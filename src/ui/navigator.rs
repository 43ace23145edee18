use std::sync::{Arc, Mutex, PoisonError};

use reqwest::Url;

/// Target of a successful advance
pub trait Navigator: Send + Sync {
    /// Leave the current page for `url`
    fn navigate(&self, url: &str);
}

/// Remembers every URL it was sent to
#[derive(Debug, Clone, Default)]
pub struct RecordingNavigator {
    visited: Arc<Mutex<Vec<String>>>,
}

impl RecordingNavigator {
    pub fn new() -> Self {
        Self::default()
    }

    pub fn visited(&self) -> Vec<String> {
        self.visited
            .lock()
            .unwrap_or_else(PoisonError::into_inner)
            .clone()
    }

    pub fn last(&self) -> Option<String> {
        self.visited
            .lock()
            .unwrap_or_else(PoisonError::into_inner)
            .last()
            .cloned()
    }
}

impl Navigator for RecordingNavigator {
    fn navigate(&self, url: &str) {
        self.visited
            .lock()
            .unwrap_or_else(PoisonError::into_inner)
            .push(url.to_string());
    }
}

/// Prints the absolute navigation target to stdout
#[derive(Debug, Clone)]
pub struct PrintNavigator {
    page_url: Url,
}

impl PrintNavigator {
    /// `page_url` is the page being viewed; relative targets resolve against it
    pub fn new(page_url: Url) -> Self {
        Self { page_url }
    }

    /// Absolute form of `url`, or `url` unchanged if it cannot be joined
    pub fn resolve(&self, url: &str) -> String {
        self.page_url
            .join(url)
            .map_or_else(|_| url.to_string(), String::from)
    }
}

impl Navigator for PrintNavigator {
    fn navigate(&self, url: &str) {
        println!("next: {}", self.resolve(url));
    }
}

=-=-=

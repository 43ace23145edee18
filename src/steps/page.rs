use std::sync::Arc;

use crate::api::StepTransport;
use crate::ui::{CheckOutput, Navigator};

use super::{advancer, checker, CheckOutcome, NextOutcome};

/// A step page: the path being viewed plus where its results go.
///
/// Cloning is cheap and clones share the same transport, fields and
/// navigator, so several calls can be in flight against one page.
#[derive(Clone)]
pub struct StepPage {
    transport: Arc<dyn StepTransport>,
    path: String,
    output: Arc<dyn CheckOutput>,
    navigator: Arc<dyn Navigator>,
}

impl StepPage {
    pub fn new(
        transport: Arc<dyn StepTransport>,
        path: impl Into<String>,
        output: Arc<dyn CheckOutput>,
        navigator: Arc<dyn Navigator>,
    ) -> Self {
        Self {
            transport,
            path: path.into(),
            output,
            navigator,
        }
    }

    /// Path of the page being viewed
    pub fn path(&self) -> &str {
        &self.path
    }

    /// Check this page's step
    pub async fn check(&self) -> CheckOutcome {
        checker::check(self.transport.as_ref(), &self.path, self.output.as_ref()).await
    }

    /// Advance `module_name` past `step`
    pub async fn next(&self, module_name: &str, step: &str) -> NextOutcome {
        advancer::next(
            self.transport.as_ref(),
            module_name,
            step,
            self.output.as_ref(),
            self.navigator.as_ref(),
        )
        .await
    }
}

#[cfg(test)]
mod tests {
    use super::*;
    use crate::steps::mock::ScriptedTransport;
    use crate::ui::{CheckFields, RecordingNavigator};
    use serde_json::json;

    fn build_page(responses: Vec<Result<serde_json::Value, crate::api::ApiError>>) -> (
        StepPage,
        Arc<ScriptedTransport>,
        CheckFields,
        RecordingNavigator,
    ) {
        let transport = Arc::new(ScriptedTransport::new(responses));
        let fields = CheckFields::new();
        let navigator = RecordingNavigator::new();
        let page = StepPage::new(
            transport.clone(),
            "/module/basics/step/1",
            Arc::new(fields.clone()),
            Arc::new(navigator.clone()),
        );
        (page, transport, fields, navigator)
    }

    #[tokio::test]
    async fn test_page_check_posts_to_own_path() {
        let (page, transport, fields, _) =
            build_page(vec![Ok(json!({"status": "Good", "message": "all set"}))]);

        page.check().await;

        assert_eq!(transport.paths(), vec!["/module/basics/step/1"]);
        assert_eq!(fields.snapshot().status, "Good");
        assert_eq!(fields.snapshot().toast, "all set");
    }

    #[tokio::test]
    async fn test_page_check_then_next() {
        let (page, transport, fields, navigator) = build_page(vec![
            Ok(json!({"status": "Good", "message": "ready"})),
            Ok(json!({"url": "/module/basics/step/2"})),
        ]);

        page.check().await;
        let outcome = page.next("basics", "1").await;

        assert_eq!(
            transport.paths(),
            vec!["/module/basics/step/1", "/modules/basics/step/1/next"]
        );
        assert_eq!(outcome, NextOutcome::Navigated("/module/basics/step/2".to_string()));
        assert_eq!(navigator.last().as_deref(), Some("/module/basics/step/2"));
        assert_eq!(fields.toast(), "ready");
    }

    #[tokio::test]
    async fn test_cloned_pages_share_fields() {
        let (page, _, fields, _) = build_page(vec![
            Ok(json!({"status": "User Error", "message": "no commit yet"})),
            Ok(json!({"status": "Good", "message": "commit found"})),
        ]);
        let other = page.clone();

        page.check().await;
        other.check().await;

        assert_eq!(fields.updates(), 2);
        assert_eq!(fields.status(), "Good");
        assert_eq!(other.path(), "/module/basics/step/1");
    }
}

=-=-=

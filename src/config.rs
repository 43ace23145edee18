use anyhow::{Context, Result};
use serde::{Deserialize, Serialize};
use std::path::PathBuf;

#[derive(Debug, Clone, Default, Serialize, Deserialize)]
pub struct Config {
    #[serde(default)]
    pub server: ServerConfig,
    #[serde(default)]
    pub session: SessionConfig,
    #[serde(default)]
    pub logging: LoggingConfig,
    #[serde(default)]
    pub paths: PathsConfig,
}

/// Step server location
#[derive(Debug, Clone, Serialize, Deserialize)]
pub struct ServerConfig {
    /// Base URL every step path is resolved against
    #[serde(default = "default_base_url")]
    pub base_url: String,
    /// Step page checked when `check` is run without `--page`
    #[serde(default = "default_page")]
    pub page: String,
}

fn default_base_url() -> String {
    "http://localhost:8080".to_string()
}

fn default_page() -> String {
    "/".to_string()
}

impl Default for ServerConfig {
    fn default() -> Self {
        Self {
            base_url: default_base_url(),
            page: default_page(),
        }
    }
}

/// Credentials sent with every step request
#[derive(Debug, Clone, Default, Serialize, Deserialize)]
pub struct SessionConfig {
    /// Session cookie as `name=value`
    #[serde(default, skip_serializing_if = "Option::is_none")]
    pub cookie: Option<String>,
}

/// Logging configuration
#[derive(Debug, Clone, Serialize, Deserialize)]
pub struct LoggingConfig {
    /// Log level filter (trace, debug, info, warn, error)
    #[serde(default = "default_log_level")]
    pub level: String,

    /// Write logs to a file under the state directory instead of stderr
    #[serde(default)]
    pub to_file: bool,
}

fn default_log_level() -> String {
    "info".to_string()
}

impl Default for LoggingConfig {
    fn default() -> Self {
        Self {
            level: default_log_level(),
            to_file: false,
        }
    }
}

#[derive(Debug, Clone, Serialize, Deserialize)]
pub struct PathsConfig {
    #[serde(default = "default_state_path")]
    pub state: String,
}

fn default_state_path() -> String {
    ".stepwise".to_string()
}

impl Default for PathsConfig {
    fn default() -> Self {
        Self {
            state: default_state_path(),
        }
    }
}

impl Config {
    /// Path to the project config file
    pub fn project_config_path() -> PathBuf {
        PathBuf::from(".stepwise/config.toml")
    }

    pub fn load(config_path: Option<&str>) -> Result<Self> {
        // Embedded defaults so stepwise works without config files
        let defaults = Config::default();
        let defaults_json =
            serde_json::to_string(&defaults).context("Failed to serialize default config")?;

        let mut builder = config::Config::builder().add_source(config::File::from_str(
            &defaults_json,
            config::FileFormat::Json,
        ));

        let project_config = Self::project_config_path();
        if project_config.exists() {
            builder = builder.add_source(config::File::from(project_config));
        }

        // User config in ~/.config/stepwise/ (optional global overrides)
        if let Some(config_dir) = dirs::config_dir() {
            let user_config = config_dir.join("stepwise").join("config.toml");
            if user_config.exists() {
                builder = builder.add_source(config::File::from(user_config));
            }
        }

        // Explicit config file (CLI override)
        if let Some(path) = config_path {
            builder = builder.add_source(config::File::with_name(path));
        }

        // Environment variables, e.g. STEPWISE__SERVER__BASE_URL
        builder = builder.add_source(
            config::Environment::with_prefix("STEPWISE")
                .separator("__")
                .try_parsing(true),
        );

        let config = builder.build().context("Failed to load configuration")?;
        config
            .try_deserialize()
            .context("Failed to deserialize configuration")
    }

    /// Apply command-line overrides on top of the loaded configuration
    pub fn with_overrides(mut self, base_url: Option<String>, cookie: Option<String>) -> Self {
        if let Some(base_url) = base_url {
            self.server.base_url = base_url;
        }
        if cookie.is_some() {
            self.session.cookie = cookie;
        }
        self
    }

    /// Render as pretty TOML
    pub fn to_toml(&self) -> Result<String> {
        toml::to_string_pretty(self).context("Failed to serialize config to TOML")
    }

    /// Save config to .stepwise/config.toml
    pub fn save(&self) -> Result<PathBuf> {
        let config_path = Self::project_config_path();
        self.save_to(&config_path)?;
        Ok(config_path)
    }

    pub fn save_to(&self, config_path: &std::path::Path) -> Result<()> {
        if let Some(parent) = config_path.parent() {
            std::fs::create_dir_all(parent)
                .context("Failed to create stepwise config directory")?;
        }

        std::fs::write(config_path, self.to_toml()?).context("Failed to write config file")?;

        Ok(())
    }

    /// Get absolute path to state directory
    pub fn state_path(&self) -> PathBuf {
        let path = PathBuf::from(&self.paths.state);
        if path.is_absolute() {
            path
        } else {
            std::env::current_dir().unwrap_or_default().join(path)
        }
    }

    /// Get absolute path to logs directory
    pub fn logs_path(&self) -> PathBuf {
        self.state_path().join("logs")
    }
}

=-=-=

**Your task:** Provide the count of lines above containing "Mutex", without any added words.

**Reply to the exercise:** 2